Marie Labrecque   28 octobre 2006  Théâtre
Voilà un Incendies qui ne semble pas près de s'éteindre. Créée à Montréal en 2003, ayant poursuivi sa route en France et en Suisse, la puissante pièce de Wajdi Mouawad reprend vie sur les scènes québécoises, d'abord au Théâtre du Nouveau Monde, puis en tournée. La reprise tombe quelques mois avant la présentation de Forêts (à l'Espace Go), volet suivant d'une tétralogie amorcée par Littoral en 1997 et qui devrait déboucher sur Ciel en 2009.

Un fil commun unit ce cycle théâtral. «Avant, je parlais beaucoup de la notion d'identité, d'origine, explique Wajdi Mouawad. Mais, à force de travailler, je me suis rendu compte qu'il y avait quelque chose de plus important en dessous: l'idée d'une promesse. Dans Littoral, Incendies et Forêts, il y a toujours quelqu'un qui promet quelque chose à la vie, à un autre, et n'arrive pas à tenir cette promesse qui devient presque son identité. L'incapacité de respecter une promesse fondamentale le plonge dans l'errance. Il touche un peu au sentiment de l'inconsolable. Mais en même temps — c'est très paradoxal — il a l'impression de naître enfin, d'être libéré. Dans ces trois pièces, on trouve un personnage à la vie réglée qui tout à coup fait face à une catastrophe. Et le voici obligé de se mettre en route.»

Avec un pied en Europe et un nouveau poste à Ottawa, en tant que directeur du Théâtre français du Centre national des arts, le créateur avoue qu'il ne peut plus considérer la vie sans l'errance: «Ça me fait du bien, comme si le mouvement aidait à supporter davantage l'insupportable.» Dans Incendies, le testament de leur mère (incarnée par Isabelle Roy, Annick Bergeron et Andrée Lachapelle) pousse des jumeaux sur les traces d'un douloureux secret. Passé et présent s'entrelacent dans cette enquête au sein d'un pays déchiré par la guerre civile.

Depuis cet été, Incendies — que Denis Villeneuve projette d'adapter pour le cinéma — a été rattrapé par l'Histoire. Impossible d'échapper au nouvel éclairage qu'un Liban meurtri par les bombes semble surimposer sur la pièce.

Mais Mouawad ne veut surtout pas que son sens profond soit «aplati» par la tragique actualité, que le public pense voir une oeuvre sur la guerre du Liban, ce que n'est pas Incendies. «Je ne voudrais pas que la pièce devienne intéressante à cause d'un événement aussi horrible, qui a tellement fait souffrir les gens. Ça m'écoeure un peu parce que je trouve que ça dénature, ça prend en otage le spectacle. Mais on n'a pas le choix, il faut le porter. En même temps, je crois que ça permet aux acteurs un défi plus grand, celui de transcender l'actualité réaliste, pour aller dans une métaphysique plus profonde encore. Il faut que la relation entre les personnages soit tellement forte qu'on oublie le contexte. On va être dans leur intimité, et non pas dans la situation politique, qui n'est qu'une toile de fond — bien que très importante.»

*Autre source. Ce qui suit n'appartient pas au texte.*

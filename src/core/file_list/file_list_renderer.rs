//! File list rendering rules.
//!
//! Turns the raw records returned by the extraction service into display
//! rows: a human-readable category per MIME type and a warning flag for
//! names that look like bare Drive IDs.

use std::sync::LazyLock;

use regex::Regex;

use crate::core::extraction::{DriveFile, FOLDER_MIME_TYPE};

/// Placeholder shown instead of a table when there is nothing to list.
pub const EMPTY_LIST_PLACEHOLDER: &str = "No files found.";

/// Note appended to names that look like opaque Drive IDs.
pub const NAME_NOT_AVAILABLE_NOTE: &str = "(name not available)";

/// Names longer than this made only of ID characters are flagged.
const ID_LIKE_MIN_LEN: usize = 20;

// Literal pattern, so compiling it cannot fail.
static ID_CHARS: LazyLock<Regex> =
    LazyLock::new(|| Regex::new(r"^[a-zA-Z0-9_-]+$").expect("valid ID pattern"));

#[derive(Debug, Clone, Copy, PartialEq, Eq)]
pub enum FileCategory {
    Folder,
    File,
    Video,
    Audio,
    Image,
    Pdf,
    Document,
    Spreadsheet,
    Presentation,
    Archive,
}

impl FileCategory {
    pub fn label(self) -> &'static str {
        match self {
            FileCategory::Folder => "Folder",
            FileCategory::File => "File",
            FileCategory::Video => "Video",
            FileCategory::Audio => "Audio",
            FileCategory::Image => "Image",
            FileCategory::Pdf => "PDF",
            FileCategory::Document => "Document",
            FileCategory::Spreadsheet => "Spreadsheet",
            FileCategory::Presentation => "Presentation",
            FileCategory::Archive => "Archive",
        }
    }

    pub fn icon(self) -> &'static str {
        match self {
            FileCategory::Folder => "📁",
            FileCategory::File => "📄",
            FileCategory::Video => "🎬",
            FileCategory::Audio => "🎵",
            FileCategory::Image => "🖼️",
            FileCategory::Pdf => "📕",
            FileCategory::Document => "📝",
            FileCategory::Spreadsheet => "📊",
            FileCategory::Presentation => "📽️",
            FileCategory::Archive => "📦",
        }
    }

    /// Icon plus label, e.g. "📕 PDF".
    pub fn display_label(self) -> String {
        format!("{} {}", self.icon(), self.label())
    }
}

/// A single test against a MIME type string.
#[derive(Debug, Clone, Copy)]
enum MimeRule {
    Exact(&'static str),
    Prefix(&'static str),
    ContainsAny(&'static [&'static str]),
}

impl MimeRule {
    fn matches(self, mime_type: &str) -> bool {
        match self {
            MimeRule::Exact(expected) => mime_type == expected,
            MimeRule::Prefix(prefix) => mime_type.starts_with(prefix),
            MimeRule::ContainsAny(needles) => needles.iter().any(|n| mime_type.contains(n)),
        }
    }
}

// Evaluated top to bottom, first match wins. Order matters: "application/
// vnd.google-apps.folder" must never reach the substring rules, and
// octet-stream must stay a plain File.
const MIME_RULES: &[(MimeRule, FileCategory)] = &[
    (MimeRule::Exact(FOLDER_MIME_TYPE), FileCategory::Folder),
    (MimeRule::Exact("application/octet-stream"), FileCategory::File),
    (MimeRule::Prefix("video/"), FileCategory::Video),
    (MimeRule::Prefix("audio/"), FileCategory::Audio),
    (MimeRule::Prefix("image/"), FileCategory::Image),
    (MimeRule::Exact("application/pdf"), FileCategory::Pdf),
    (
        MimeRule::ContainsAny(&["document", "word"]),
        FileCategory::Document,
    ),
    (
        MimeRule::ContainsAny(&["spreadsheet", "excel"]),
        FileCategory::Spreadsheet,
    ),
    (
        MimeRule::ContainsAny(&["presentation", "powerpoint"]),
        FileCategory::Presentation,
    ),
    (
        MimeRule::ContainsAny(&["zip", "rar", "7z", "tar"]),
        FileCategory::Archive,
    ),
];

/// Category for a MIME type. Falls back to [`FileCategory::File`].
pub fn categorize(mime_type: &str) -> FileCategory {
    MIME_RULES
        .iter()
        .find(|(rule, _)| rule.matches(mime_type))
        .map(|(_, category)| *category)
        .unwrap_or(FileCategory::File)
}

/// Heuristic: no spaces or dots, only `[a-zA-Z0-9_-]`, and longer than 20
/// characters. Real file names rarely look like that; Drive IDs always do.
pub fn is_likely_just_id(name: &str) -> bool {
    name.len() > ID_LIKE_MIN_LEN && ID_CHARS.is_match(name)
}

#[derive(Debug, Clone, PartialEq, Eq)]
pub struct FileRow {
    pub name: String,
    pub name_is_id: bool,
    pub category: FileCategory,
    pub view_url: String,
}

impl FileRow {
    fn from_file(file: &DriveFile) -> Self {
        Self {
            name: file.name.clone(),
            name_is_id: is_likely_just_id(&file.name),
            category: categorize(&file.mime_type),
            view_url: file.view_url.clone(),
        }
    }

    /// Name with the "(name not available)" note when it looks like an ID.
    pub fn display_name(&self) -> String {
        if self.name_is_id {
            format!("{} {}", self.name, NAME_NOT_AVAILABLE_NOTE)
        } else {
            self.name.clone()
        }
    }
}

#[derive(Debug, Clone, PartialEq, Eq)]
pub enum FileListView {
    Empty,
    Rows(Vec<FileRow>),
}

/// Render a file list. Input order is preserved.
pub fn render_file_list(files: &[DriveFile]) -> FileListView {
    if files.is_empty() {
        return FileListView::Empty;
    }
    FileListView::Rows(files.iter().map(FileRow::from_file).collect())
}
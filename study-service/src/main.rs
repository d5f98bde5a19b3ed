//! Study Service entry point.

use study_service::config::StudyConfig;
use study_service::services::metrics::init_metrics;
use study_service::startup::Application;

use service_core::observability::init_tracing;
use tokio::signal;

async fn shutdown_signal() {
    let ctrl_c = async {
        signal::ctrl_c()
            .await
            .expect("Failed to install Ctrl+C handler");
    };

    #[cfg(unix)]
    let terminate = async {
        signal::unix::signal(signal::unix::SignalKind::terminate())
            .expect("Failed to install SIGTERM handler")
            .recv()
            .await;
    };

    #[cfg(not(unix))]
    let terminate = std::future::pending::<()>();

    tokio::select! {
        _ = ctrl_c => {},
        _ = terminate => {},
    }

    tracing::info!("Shutdown signal received, starting graceful shutdown");
}

#[tokio::main]
async fn main() -> std::io::Result<()> {
    // Load configuration
    let config = StudyConfig::load().map_err(|e| {
        eprintln!("Failed to load configuration: {}", e);
        std::io::Error::other(format!("Configuration error: {}", e))
    })?;

    // Initialize tracing
    init_tracing(
        &config.service_name,
        &config.log_level,
        config.otlp_endpoint.as_deref(),
    );

    tracing::info!(
        version = env!("CARGO_PKG_VERSION"),
        "Starting study-service"
    );

    // Initialize metrics
    init_metrics();

    // Log configuration (mask sensitive values)
    tracing::info!(
        service_name = %config.service_name,
        http_port = %config.common.port,
        db_max_connections = %config.database.max_connections,
        db_min_connections = %config.database.min_connections,
        provider_model = %config.provider.model,
        "Configuration loaded"
    );

    // Build and run application
    let app = Application::build(config).await.map_err(|e| {
        tracing::error!(error = %e, "Failed to build application");
        std::io::Error::other(format!("Application build error: {}", e))
    })?;

    // Run with graceful shutdown
    if let Err(e) = app.run_until_stopped(shutdown_signal()).await {
        tracing::error!(error = %e, "Application error");
        return Err(std::io::Error::other(format!("Application error: {}", e)));
    }

    tracing::info!("Service shutdown complete");
    Ok(())
}
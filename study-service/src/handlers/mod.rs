pub mod chat;
pub mod classes;
pub mod documents;
pub mod health;
pub mod permissions;
pub mod usage;

use crate::models::ClassMembership;
use crate::startup::AppState;
use service_core::error::AppError;
use uuid::Uuid;

/// Load the caller's membership, requiring manager rights.
pub(crate) async fn require_manager(
    state: &AppState,
    user_id: Uuid,
    class_id: Uuid,
) -> Result<ClassMembership, AppError> {
    let membership = state
        .db
        .get_membership(user_id, class_id)
        .await?
        .ok_or_else(|| AppError::Forbidden(anyhow::anyhow!("Not a member of this class")))?;

    if !membership.is_manager {
        return Err(AppError::Forbidden(anyhow::anyhow!(
            "Manager rights required"
        )));
    }

    Ok(membership)
}

/// Load the caller's membership, requiring enrollment only.
pub(crate) async fn require_member(
    state: &AppState,
    user_id: Uuid,
    class_id: Uuid,
) -> Result<ClassMembership, AppError> {
    state
        .db
        .get_membership(user_id, class_id)
        .await?
        .ok_or_else(|| AppError::Forbidden(anyhow::anyhow!("Not a member of this class")))
}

L'universalité du texte a d'ailleurs été démontrée lors d'une production allemande, alors que le public a cru que le récit se déroulait au Kosovo, en Irak... En fait, cette pièce magnifique renvoie aux tragédies grecques, qui passionnent Wajdi Mouawad. «Chaque génération a besoin de se reposer la question de la tragédie. La tragédie nous arrache au drame et nous rappelle une chose très importante: nous sommes des êtres absolument incompréhensibles. On est fous!»

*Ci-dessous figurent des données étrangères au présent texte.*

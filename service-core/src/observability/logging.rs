use opentelemetry::KeyValue;
use opentelemetry_otlp::WithExportConfig;
use opentelemetry_sdk::{Resource, runtime, trace as sdktrace};
use tracing_subscriber::{layer::SubscriberExt, util::SubscriberInitExt};

/// Initialize the global tracing subscriber.
///
/// Emits JSON logs with file/line context. When `otlp_endpoint` is set,
/// spans are also exported over OTLP; when it is `None` (local dev, tests)
/// the service runs with logs only and needs no collector.
pub fn init_tracing(service_name: &str, log_level: &str, otlp_endpoint: Option<&str>) {
    let env_filter = tracing_subscriber::EnvFilter::try_from_default_env()
        .unwrap_or_else(|_| tracing_subscriber::EnvFilter::new(log_level));

    // `fmt::layer()` is generic over the subscriber it composes with, so each
    // match arm builds its own copy to let inference pick the right type.
    macro_rules! fmt_layer {
        () => {
            tracing_subscriber::fmt::layer()
                .with_file(true)
                .with_line_number(true)
                .json()
                .flatten_event(true)
        };
    }

    let registry = tracing_subscriber::registry().with(env_filter);

    match otlp_endpoint {
        Some(endpoint) => {
            let otlp_exporter = opentelemetry_otlp::new_exporter()
                .tonic()
                .with_endpoint(endpoint);

            let tracer = match opentelemetry_otlp::new_pipeline()
                .tracing()
                .with_exporter(otlp_exporter)
                .with_trace_config(sdktrace::config().with_resource(Resource::new(vec![
                    KeyValue::new("service.name", service_name.to_string()),
                ])))
                .install_batch(runtime::Tokio)
            {
                Ok(t) => t,
                Err(e) => {
                    eprintln!(
                        "Failed to initialize OTLP tracer for service '{}' at endpoint '{}': {}",
                        service_name, endpoint, e
                    );
                    panic!("Failed to initialize OTLP tracer: {}", e);
                }
            };

            let telemetry = tracing_opentelemetry::layer().with_tracer(tracer);
            registry.with(telemetry).with(fmt_layer!()).init();
        }
        None => {
            registry.with(fmt_layer!()).init();
        }
    }
}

Et l'auteur sait que les oeuvres d'art, même si on tente de leur inventer un sens, sont «plus mystérieuses que nous». Son théâtre à lui vise la catharsis. «J'ai toujours cherché ce moment où l'élastique se tend, se tend... jusqu'à casser, puis revole à la tête du spectateur et crée chez lui un bouleversement. C'est ma quête: mettre une hache dans le coeur du spectateur.

Ce désir vient de la conviction que c'est la seule façon d'être en communion avec autrui. En le bouleversant, en créant d'abord un choc.» Mission accomplie.

Incendies. Texte et mise en scène de Wajdi Mouawad. Au Théâtre du Nouveau Monde, du 31octobre au 25 novembre.